Opinion Intelligence artificielle

Uber, la bêtise artificielle et le climat

On entend beaucoup parler d’intelligence artificielle au Québec depuis quelques mois. Uber aussi défraie la chronique depuis son apparition à Montréal en 2013. Les changements climatiques, eux, sont à l’œuvre depuis plusieurs décennies et on n’en finit pas d’annoncer des cibles, qu’on rate par ailleurs. L’objectif de 2020 s’annonce ainsi être un échec, tout simplement parce que nous n’en faisons pas assez. Ces trois sujets, qui peuvent sembler être complètement indépendants, sont cependant intimement liés.

Uber a bâti son modèle d’affaires sur l’intelligence artificielle. C’est sa capacité à jumeler efficacement, en temps réel, des conducteurs et des passagers qui lui a donné l’essentiel de son avantage comparatif. La flexibilité de sa tarification et de son parc de voitures, qui permet d’avoir un plus grand nombre de véhicules lorsqu’on en a besoin, en heure de pointe, est aussi la clé de son succès. Mais enlevez les algorithmes et les réseaux de communications sans fil, et Uber disparaîtra. Le taxi traditionnel redeviendra roi. 

Les difficultés d’intégration de cette solution de mobilité flexible, performante et accessible, comme Uber le propose, dans nos systèmes de transport n’est malheureusement pas du tout le reflet d’un engagement social à protéger des travailleurs. Ceux-ci méritent évidemment d’être protégés, mais pas en ajoutant des règlementations et des contraintes. Ces problèmes récurrents sont avant tout le symptôme de notre incapacité à intégrer les bénéfices de l’intelligence artificielle dans notre économie.

Alors qu’on investit des millions dans cette intelligence artificielle, pour améliorer la place de Montréal et du Québec dans la recherche mondiale dans ce secteur, on n’arrive pas à intégrer les entreprises qui en font un usage concret. 

Uber n’est pas un cas unique. Vous vous souvenez peut-être des compteurs intelligents d’Hydro-Québec ? Quel usage intelligent en faisons-nous ? Gérons-nous mieux notre consommation d’électricité grâce à eux ? Avons-nous davantage d’information sur notre profil de consommation ? Sommes-nous davantage sensibilisés ? Non. Rien, absolument rien n’a changé. Sauf pour Hydro-Québec, qui peut maintenant économiser les salaires des employés qui effectuaient la lecture des compteurs électriques, puisque cette prise d’information se fait maintenant à distance.

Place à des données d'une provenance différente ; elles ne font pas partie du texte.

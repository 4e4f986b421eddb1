//! Scheduled erasure of long-deleted notes.

use std::sync::Arc;
use std::time::{Duration, Instant};

use tokio::sync::mpsc;
use tokio::task::JoinHandle;
use tokio::time::sleep;
use tracing::{debug, error, info, instrument};

use arbor_core::{
    defaults, Clock, ErasureRepository, Error, EventBus, NoteId, OptionSource, Result, TreeEvent,
};

/// Configuration for the erasure sweeper.
#[derive(Debug, Clone)]
pub struct SweeperConfig {
    /// Delay between startup and the first sweep.
    pub first_run_delay: Duration,
    /// Delay between two sweeps.
    pub interval: Duration,
    /// Whether the sweeper runs at all.
    pub enabled: bool,
}

impl Default for SweeperConfig {
    fn default() -> Self {
        Self {
            first_run_delay: Duration::from_secs(defaults::ERASURE_FIRST_RUN_DELAY_SECS),
            interval: Duration::from_secs(defaults::ERASURE_INTERVAL_SECS),
            enabled: true,
        }
    }
}

impl SweeperConfig {
    /// Create config from environment variables (with defaults).
    ///
    /// | Variable | Default | Description |
    /// |----------|---------|-------------|
    /// | `ERASURE_ENABLED` | `true` | Enable/disable the sweeper |
    /// | `ERASURE_FIRST_RUN_DELAY_SECS` | `300` | Delay before the first sweep |
    /// | `ERASURE_INTERVAL_SECS` | `14400` | Delay between sweeps |
    pub fn from_env() -> Self {
        let enabled = std::env::var("ERASURE_ENABLED")
            .map(|v| v != "false" && v != "0")
            .unwrap_or(true);

        let first_run_delay_secs = std::env::var("ERASURE_FIRST_RUN_DELAY_SECS")
            .ok()
            .and_then(|v| v.parse::<u64>().ok())
            .unwrap_or(defaults::ERASURE_FIRST_RUN_DELAY_SECS);

        // A zero interval would spin.
        let interval_secs = std::env::var("ERASURE_INTERVAL_SECS")
            .ok()
            .and_then(|v| v.parse::<u64>().ok())
            .unwrap_or(defaults::ERASURE_INTERVAL_SECS)
            .max(1);

        Self {
            first_run_delay: Duration::from_secs(first_run_delay_secs),
            interval: Duration::from_secs(interval_secs),
            enabled,
        }
    }

    pub fn with_first_run_delay(mut self, delay: Duration) -> Self {
        self.first_run_delay = delay;
        self
    }

    pub fn with_interval(mut self, interval: Duration) -> Self {
        self.interval = interval;
        self
    }

    pub fn with_enabled(mut self, enabled: bool) -> Self {
        self.enabled = enabled;
        self
    }
}

/// Handle for controlling a running sweeper.
pub struct SweeperHandle {
    shutdown_tx: mpsc::Sender<()>,
    task: JoinHandle<()>,
}

impl SweeperHandle {
    /// Stop the sweeper and wait for it to finish.
    ///
    /// A sweep already in progress completes first.
    pub async fn shutdown(self) -> Result<()> {
        // The loop is already gone when the sweeper was disabled.
        let _ = self.shutdown_tx.send(()).await;
        self.task
            .await
            .map_err(|e| Error::Internal(format!("Erasure sweeper task failed: {}", e)))
    }

    /// Whether the background loop has exited.
    pub fn is_finished(&self) -> bool {
        self.task.is_finished()
    }
}

/// Erases notes whose deletion is older than the retention window.
///
/// Erasure goes straight to the [`ErasureRepository`]: no revisions, no
/// protection checks and no per-note events.
pub struct ErasureSweeper {
    erasure: Arc<dyn ErasureRepository>,
    options: Arc<dyn OptionSource>,
    clock: Arc<dyn Clock>,
    events: EventBus,
    config: SweeperConfig,
}

impl ErasureSweeper {
    pub fn new(
        erasure: Arc<dyn ErasureRepository>,
        options: Arc<dyn OptionSource>,
        clock: Arc<dyn Clock>,
        events: EventBus,
        config: SweeperConfig,
    ) -> Self {
        Self {
            erasure,
            options,
            events: events.with_clock(clock.clone()),
            clock,
            config,
        }
    }

    /// Start the schedule in the background and return its handle.
    pub fn start(self) -> SweeperHandle {
        let (shutdown_tx, mut shutdown_rx) = mpsc::channel(1);
        let sweeper = Arc::new(self);

        let task = tokio::spawn(async move {
            sweeper.run(&mut shutdown_rx).await;
        });

        SweeperHandle { shutdown_tx, task }
    }

    #[instrument(skip_all, fields(subsystem = "jobs", component = "erasure_sweeper"))]
    async fn run(&self, shutdown_rx: &mut mpsc::Receiver<()>) {
        if !self.config.enabled {
            info!("Erasure sweeper is disabled, not starting");
            return;
        }

        info!(
            first_run_delay_secs = self.config.first_run_delay.as_secs(),
            interval_secs = self.config.interval.as_secs(),
            "Erasure sweeper started"
        );

        let mut delay = self.config.first_run_delay;
        loop {
            tokio::select! {
                _ = shutdown_rx.recv() => {
                    info!("Erasure sweeper received shutdown signal");
                    break;
                }
                _ = sleep(delay) => {}
            }

            self.sweep().await;
            delay = self.config.interval;
        }

        info!("Erasure sweeper stopped");
    }

    /// Run one sweep now and return the ids of the erased notes.
    ///
    /// Failures are logged and yield an empty result.
    #[instrument(skip_all, fields(subsystem = "jobs", component = "erasure_sweeper", op = "sweep"))]
    pub async fn sweep(&self) -> Vec<NoteId> {
        let start = Instant::now();

        let retention = match self.options.erasure_retention().await {
            Ok(retention) => retention,
            Err(e) => {
                error!(error = %e, "Failed to read erasure retention");
                return Vec::new();
            }
        };
        let now = self.clock.now();
        let cutoff = now - retention;

        match self.erasure.erase_deleted_notes(cutoff, now).await {
            Ok(ids) if ids.is_empty() => {
                debug!(%cutoff, "No notes to erase");
                ids
            }
            Ok(ids) => {
                info!(
                    %cutoff,
                    result_count = ids.len(),
                    duration_ms = start.elapsed().as_millis() as u64,
                    "Erased deleted notes"
                );
                self.events.emit(TreeEvent::NotesErased {
                    note_count: ids.len(),
                });
                ids
            }
            Err(e) => {
                error!(
                    %cutoff,
                    error = %e,
                    duration_ms = start.elapsed().as_millis() as u64,
                    "Erasure sweep failed"
                );
                Vec::new()
            }
        }
    }
}

#[cfg(test)]
mod tests {
    use super::*;

    #[test]
    fn test_sweeper_config_default() {
        let config = SweeperConfig::default();
        assert_eq!(config.first_run_delay, Duration::from_secs(300));
        assert_eq!(config.interval, Duration::from_secs(4 * 3600));
        assert!(config.enabled);
    }

    #[test]
    fn test_sweeper_config_builder() {
        let config = SweeperConfig::default()
            .with_first_run_delay(Duration::from_secs(1))
            .with_interval(Duration::from_secs(60))
            .with_enabled(false);

        assert_eq!(config.first_run_delay, Duration::from_secs(1));
        assert_eq!(config.interval, Duration::from_secs(60));
        assert!(!config.enabled);
    }
}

Toute l’intelligence recueillie, à travers les données reçues, reste inutilisée.

En pleine canicule automnale, après les ouragans, alors que le Québec vient de sceller son partenariat avec la Californie et l’Ontario autour du marché du carbone, on pourrait imaginer que la lutte sur le terrain contre les changements climatiques serait prioritaire. 

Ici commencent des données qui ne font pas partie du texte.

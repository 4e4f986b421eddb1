//! Note duplication.

use tracing::{info, instrument};

use arbor_core::{
    defaults, to_local, Attribute, AttributeId, Branch, ContentAccess, Error, Lifecycle,
    LifecycleFilter, Note, NoteId, Result, TreeEvent,
};

use crate::NoteTree;

impl NoteTree {
    /// Copy a note, its content and its attributes under `parent_note_id`.
    ///
    /// The copy is placed right after the source when the source already
    /// sits under that parent, otherwise at the end.
    #[instrument(skip_all, fields(subsystem = "tree", op = "duplicate_note", note_id = %note_id, parent_note_id = %parent_note_id))]
    pub async fn duplicate_note(
        &self,
        note_id: &NoteId,
        parent_note_id: &NoteId,
        access: &ContentAccess,
    ) -> Result<(Note, Branch)> {
        let source = self
            .repos
            .notes
            .get(note_id)
            .await?
            .ok_or_else(|| Error::NoteNotFound(note_id.clone()))?;

        if !source.is_content_available(access) {
            return Err(Error::Unavailable(format!(
                "cannot duplicate protected note {} while the protected session is locked",
                note_id
            )));
        }

        let parent = self
            .repos
            .notes
            .get(parent_note_id)
            .await?
            .filter(|p| !p.is_deleted())
            .ok_or_else(|| {
                Error::Validation(format!("Parent note '{}' does not exist", parent_note_id))
            })?;

        let content = self.load_note_content(&source, access).await?;

        let now = self.now();
        let local = to_local(now);
        let note = Note {
            id: NoteId::generate(),
            title: format!("{}{}", source.title, defaults::DUPLICATE_TITLE_SUFFIX),
            lifecycle: Lifecycle::Live,
            is_erased: false,
            content_length: content.len() as i64,
            date_created: local,
            date_modified: local,
            utc_date_created: now,
            utc_date_modified: now,
            ..source.clone()
        };
        self.repos.notes.save(&note).await?;
        self.write_note_content(&note, &content, access).await?;

        let source_branch = self
            .repos
            .branches
            .for_note(&source.id, LifecycleFilter::Live)
            .await?
            .into_iter()
            .find(|b| b.parent_note_id == parent.id);
        let position = match source_branch {
            Some(branch) => branch.position + defaults::DUPLICATE_POSITION_OFFSET,
            None => self.next_child_position(&parent.id).await?,
        };
        let branch = Branch::new(note.id.clone(), parent.id.clone(), position, now);
        self.repos.branches.save(&branch).await?;

        let attributes = self
            .repos
            .attributes
            .owned_by(&source.id, LifecycleFilter::Live)
            .await?;
        for attribute in attributes {
            let copy = Attribute {
                id: AttributeId::generate(),
                note_id: note.id.clone(),
                utc_date_modified: now,
                ..attribute
            };
            self.repos.attributes.save(&copy).await?;
        }

        self.events.emit(TreeEvent::ChildNoteCreated {
            child_note_id: note.id.clone(),
            parent_note_id: parent.id.clone(),
        });

        info!(duplicate_id = %note.id, position, "Note duplicated");
        Ok((note, branch))
    }
}
//! # arbor-jobs
//!
//! Background work for the arbor note tree.
//!
//! This crate provides:
//! - The erasure sweeper, which permanently scrubs notes that have stayed
//!   soft-deleted longer than the configured retention
//! - A start/shutdown handle so the host owns the sweeper's lifetime
//!
//! ## Example
//!
//! ```ignore
//! use std::sync::Arc;
//! use arbor_db::Database;
//! use arbor_jobs::{ArborConfig, ErasureSweeper, EventBus, SweeperConfig, SystemClock};
//!
//! let db = Database::connect("postgres://...").await?;
//! let sweeper = ErasureSweeper::new(
//!     db.erasure(),
//!     Arc::new(ArborConfig::from_env()?),
//!     Arc::new(SystemClock),
//!     EventBus::default(),
//!     SweeperConfig::from_env(),
//! );
//!
//! let handle = sweeper.start();
//! tokio::signal::ctrl_c().await?;
//! handle.shutdown().await?;
//! ```

pub mod sweeper;

// Re-export core types
pub use arbor_core::*;

pub use sweeper::{ErasureSweeper, SweeperConfig, SweeperHandle};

La nécessaire transition énergétique, vers une économie sobre en carbone, va demander des changements dans tous les secteurs de la consommation d’énergie : transport, bâtiments, industrie. 

En transport, les solutions de mobilité qu’offrent des entreprises comme Uber seront indispensables : elles permettent d’éviter de rendre nécessaire l’achat d’un deuxième véhicule, voire d’un premier véhicule, parce qu’on peut avoir l’assurance que si les transports en commun, le vélo ou une auto en libre-service ne sont pas disponibles, quelqu’un pourra nous mener là où on veut. Dans les bâtiments, il faudra aussi avoir de l’aide de l’intelligence artificielle pour mieux gérer notre consommation, en vue de la réduire. Il faudra intégrer des incitatifs économiques à le faire et revoir la structure tarifaire de l’électricité, grâce aux compteurs intelligents.

La bêtise avec laquelle nos gouvernements et nos institutions n’intègrent pas les solutions intelligentes dans la transition énergétique n’a rien de naturel. C’est une bêtise artificielle – ils sont capables de beaucoup mieux. Il faut par contre demander, exiger, pour que les politiciens réalisent que les changements en transport et en énergie passent par… des changements aussi dans les modèles d’affaires. La technologie évolue, l’intelligence artificielle se développe, il faut adapter les règlements pour encourager ceux qui ont des solutions à offrir, et cesser d’ajouter des contraintes artificielles, qui au bout du compte pénalisent toute la société bien plus qu’une entreprise particulière.